Nazar Muhammad Rashed  (), (1 August 1910 – 9 October 1975) commonly known as Noon Meem Rashed () or N.M. Rashed, was a Pakistani poet of modern Urdu poetry.

Early years
Rashed was born as Nazar Muhammad in a Janjua family in the village of Kot Bhaaga, Akaal Garh (now Alipur Chatha), Wazirabad,  Gujranwala District, Punjab, and earned a master's degree in economics from the Government College Lahore.

Career
He served for a short time in the Royal Indian Army during the Second World War, attaining the rank of captain. Before independence of Pakistan in 1947, he worked with All India Radio in New Delhi and Lucknow starting in 1942. He was transferred to Peshawar in 1947 where he worked until 1953. Later he was hired by Voice of America and had to move to New York City for this job. Then, for a short while, he lived in Iran. Later on, he worked for the United Nations in New York.

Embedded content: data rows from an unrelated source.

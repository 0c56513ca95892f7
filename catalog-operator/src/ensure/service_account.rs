use k8s_openapi::api::core::v1::ServiceAccount;
use kube::{Api, Client};

use catalog_types::StepStatus;

use crate::util::Error;

use super::{create_or_update, union_annotations};

/// `spec.md` §4.2: preserve `secrets`/`imagePullSecrets` from the live
/// object, union annotations favoring the new manifest's values.
pub async fn ensure_service_account(client: Client, namespace: &str, desired: ServiceAccount) -> Result<StepStatus, Error> {
    let name = desired
        .metadata
        .name
        .clone()
        .ok_or_else(|| Error::UserInput("ServiceAccount manifest missing metadata.name".into()))?;
    let api: Api<ServiceAccount> = Api::namespaced(client, namespace);
    create_or_update(&api, &name, &desired, |current, desired| {
        let mut merged = desired.clone();
        merged.secrets.clone_from(&current.secrets);
        merged.image_pull_secrets.clone_from(&current.image_pull_secrets);
        let existing_annotations = current.metadata.annotations.clone().unwrap_or_default();
        let new_annotations = desired.metadata.annotations.clone().unwrap_or_default();
        merged.metadata.annotations = Some(union_annotations(&existing_annotations, &new_annotations));
        merged
    })
    .await
}

#[cfg(test)]
mod tests {
    use std::collections::BTreeMap;

    use super::*;

    #[test]
    fn merge_preserves_secrets_and_unions_annotations() {
        let current = ServiceAccount {
            metadata: kube::api::ObjectMeta {
                name: Some("sa".into()),
                annotations: Some(BTreeMap::from([("a".into(), "x".into()), ("b".into(), "y".into())])),
                ..Default::default()
            },
            secrets: Some(vec![k8s_openapi::api::core::v1::ObjectReference {
                name: Some("s1".into()),
                ..Default::default()
            }]),
            ..Default::default()
        };
        let desired = ServiceAccount {
            metadata: kube::api::ObjectMeta {
                name: Some("sa".into()),
                annotations: Some(BTreeMap::from([("b".into(), "z".into()), ("c".into(), "w".into())])),
                ..Default::default()
            },
            secrets: None,
            ..Default::default()
        };

        // Mirrors the private merge closure in `ensure_service_account`
        // without requiring a live `Api`.
        let mut merged = desired.clone();
        merged.secrets.clone_from(&current.secrets);
        merged.image_pull_secrets.clone_from(&current.image_pull_secrets);
        let existing_annotations = current.metadata.annotations.clone().unwrap_or_default();
        let new_annotations = desired.metadata.annotations.clone().unwrap_or_default();
        merged.metadata.annotations = Some(union_annotations(&existing_annotations, &new_annotations));

        assert_eq!(merged.secrets.unwrap()[0].name.as_deref(), Some("s1"));
        let annotations = merged.metadata.annotations.unwrap();
        assert_eq!(annotations.get("a").unwrap(), "x");
        assert_eq!(annotations.get("b").unwrap(), "z");
        assert_eq!(annotations.get("c").unwrap(), "w");
    }
}
//! The three-function sync chain (`spec.md` §4.5): `sync_config_map`,
//! `sync_registry_server`, `sync_connection`, each returning a
//! [`ChainOutcome`] so `catalogsource::reconcile` can stop early exactly
//! as specced, instead of the teacher's single `determine_action` match.

use std::sync::Arc;

use k8s_openapi::api::core::v1::ConfigMap;
use k8s_openapi::apimachinery::pkg::apis::meta::v1::Time;
use kube::api::{Patch, PatchParams};
use kube::{Api, Client, Resource, ResourceExt};

use catalog_types::{CatalogSource, CatalogSourceStatus, ConnectionState, SourceType};

use crate::source_store::{SourceKey, SourceStore};
use crate::util::patch::{MANAGER_NAME, patch_status};
use crate::util::{Error, hash_spec};

use super::backing::RegistryBacking;

pub struct ChainOutcome {
    pub continue_chain: bool,
}

fn keep_going() -> ChainOutcome {
    ChainOutcome { continue_chain: true }
}

fn stop() -> ChainOutcome {
    ChainOutcome { continue_chain: false }
}

/// `spec.md` §4.5 step 1: only applies to `internal`/`configMap` sources;
/// `grpc` sources pass straight through. On a changed digest, patches
/// status and stops the chain for this sync.
pub async fn sync_config_map(client: Client, source: &CatalogSource) -> Result<(CatalogSource, ChainOutcome), Error> {
    if !matches!(source.spec.source_type, SourceType::Internal | SourceType::ConfigMap) {
        return Ok((source.clone(), keep_going()));
    }
    let Some(config_map_name) = source.spec.config_map.clone() else {
        return Err(Error::UserInput("configMap sourceType requires spec.configMap".into()));
    };
    let namespace = source.meta().namespace.clone().ok_or_else(|| Error::Invariant("CatalogSource missing namespace".into()))?;

    let cm_api: Api<ConfigMap> = Api::namespaced(client.clone(), &namespace);
    let config_map = cm_api.get(&config_map_name).await?;
    adopt_config_map(client.clone(), &namespace, &config_map_name, source).await?;

    let digest = hash_spec(&config_map.data);
    let previous = source.status.as_ref().and_then(|s| s.config_map_digest.clone());
    if previous.as_deref() == Some(digest.as_str()) {
        return Ok((source.clone(), keep_going()));
    }

    let updated = patch_status::<CatalogSourceStatus, CatalogSource>(client, source, |s| {
        s.config_map_digest = Some(digest.clone());
    })
    .await?;
    Ok((updated, stop()))
}

/// Owns the backing `ConfigMap` via the blocking controller owner
/// reference so it's cleaned up with the `CatalogSource`
/// (`spec.md` §4.5 step 1 "adopt it via an owner reference").
async fn adopt_config_map(client: Client, namespace: &str, name: &str, source: &CatalogSource) -> Result<(), Error> {
    let Some(owner_ref) = source.controller_owner_ref(&()) else { return Ok(()) };
    let cm_api: Api<ConfigMap> = Api::namespaced(client, namespace);
    let current = cm_api.get(name).await?;
    if current.metadata.owner_references.as_ref().is_some_and(|refs| refs.iter().any(|r| r.uid == owner_ref.uid)) {
        return Ok(());
    }
    let patch = serde_json::json!({ "metadata": { "ownerReferences": [owner_ref] } });
    cm_api.patch(name, &PatchParams::apply(MANAGER_NAME), &Patch::Merge(patch)).await?;
    Ok(())
}

/// `spec.md` §4.5 step 2: ensure a registry-server backing exists and is
/// healthy, returning its address once ready.
pub async fn sync_registry_server(
    client: Client,
    source_store: &SourceStore,
    key: &SourceKey,
    source: &CatalogSource,
    unpacker_image: &str,
) -> Result<(Option<String>, ChainOutcome), Error> {
    let backing = match source.spec.source_type {
        SourceType::Internal | SourceType::ConfigMap => RegistryBacking::ConfigMapUnpacker {
            unpacker_image: unpacker_image.to_string(),
            config_map: source.spec.config_map.clone().unwrap_or_default(),
        },
        SourceType::Grpc => RegistryBacking::Grpc { image: source.spec.address.clone().unwrap_or_default() },
    };

    let status = backing.ensure(client.clone(), source).await?;
    if !status.ready {
        return Ok((None, keep_going()));
    }

    let previous_address = source_store.get_meta(key).await.map(|meta| meta.address);
    if previous_address.as_deref() != status.address.as_deref() {
        // A new backing replaces the old one: drop the stale client so
        // `sync_connection` reconnects to the fresh address
        // (`spec.md` §4.5 step 2, last sentence).
        source_store.remove(key).await;
    }
    Ok((status.address, keep_going()))
}

/// `spec.md` §4.5 step 3: ensure C1 has a client for the current address
/// and mirror its observed connection state back onto status.
pub async fn sync_connection(
    client: Client,
    source_store: &Arc<SourceStore>,
    key: SourceKey,
    source: &CatalogSource,
    address: Option<String>,
) -> Result<(CatalogSource, ChainOutcome), Error> {
    let Some(address) = address else {
        let updated = patch_status::<CatalogSourceStatus, CatalogSource>(client, source, |s| {
            s.connection_state = ConnectionState::Connecting;
        })
        .await?;
        return Ok((updated, stop()));
    };

    if source_store.get_meta(&key).await.is_none() {
        source_store.add(key.clone(), address.clone()).await;
    }

    let meta = source_store.get_meta(&key).await;
    let (state, last_connect) = meta.map(|m| (m.state, m.last_connect)).unwrap_or((ConnectionState::Connecting, None));

    let updated = patch_status::<CatalogSourceStatus, CatalogSource>(client, source, |s| {
        s.connection_state = state;
        s.registry_service = Some(address.clone());
        if let Some(last_connect) = last_connect {
            s.last_connect = Some(Time(last_connect));
        }
    })
    .await?;
    Ok((updated, keep_going()))
}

Rashed served the UN and worked in many countries. He is considered to be the 'father of Modernism' in Urdu Literature. Along with Faiz Ahmed Faiz, he is one of the great progressive poets in Pakistani literature.

His readership is limited and recent social changes have further hurt his stature and there seems to be a concerted effort to not to promote his poetry. His first book of free verse, Mavra, was published in 1940 and established him as a pioneering figure in 'free form' Urdu poetry.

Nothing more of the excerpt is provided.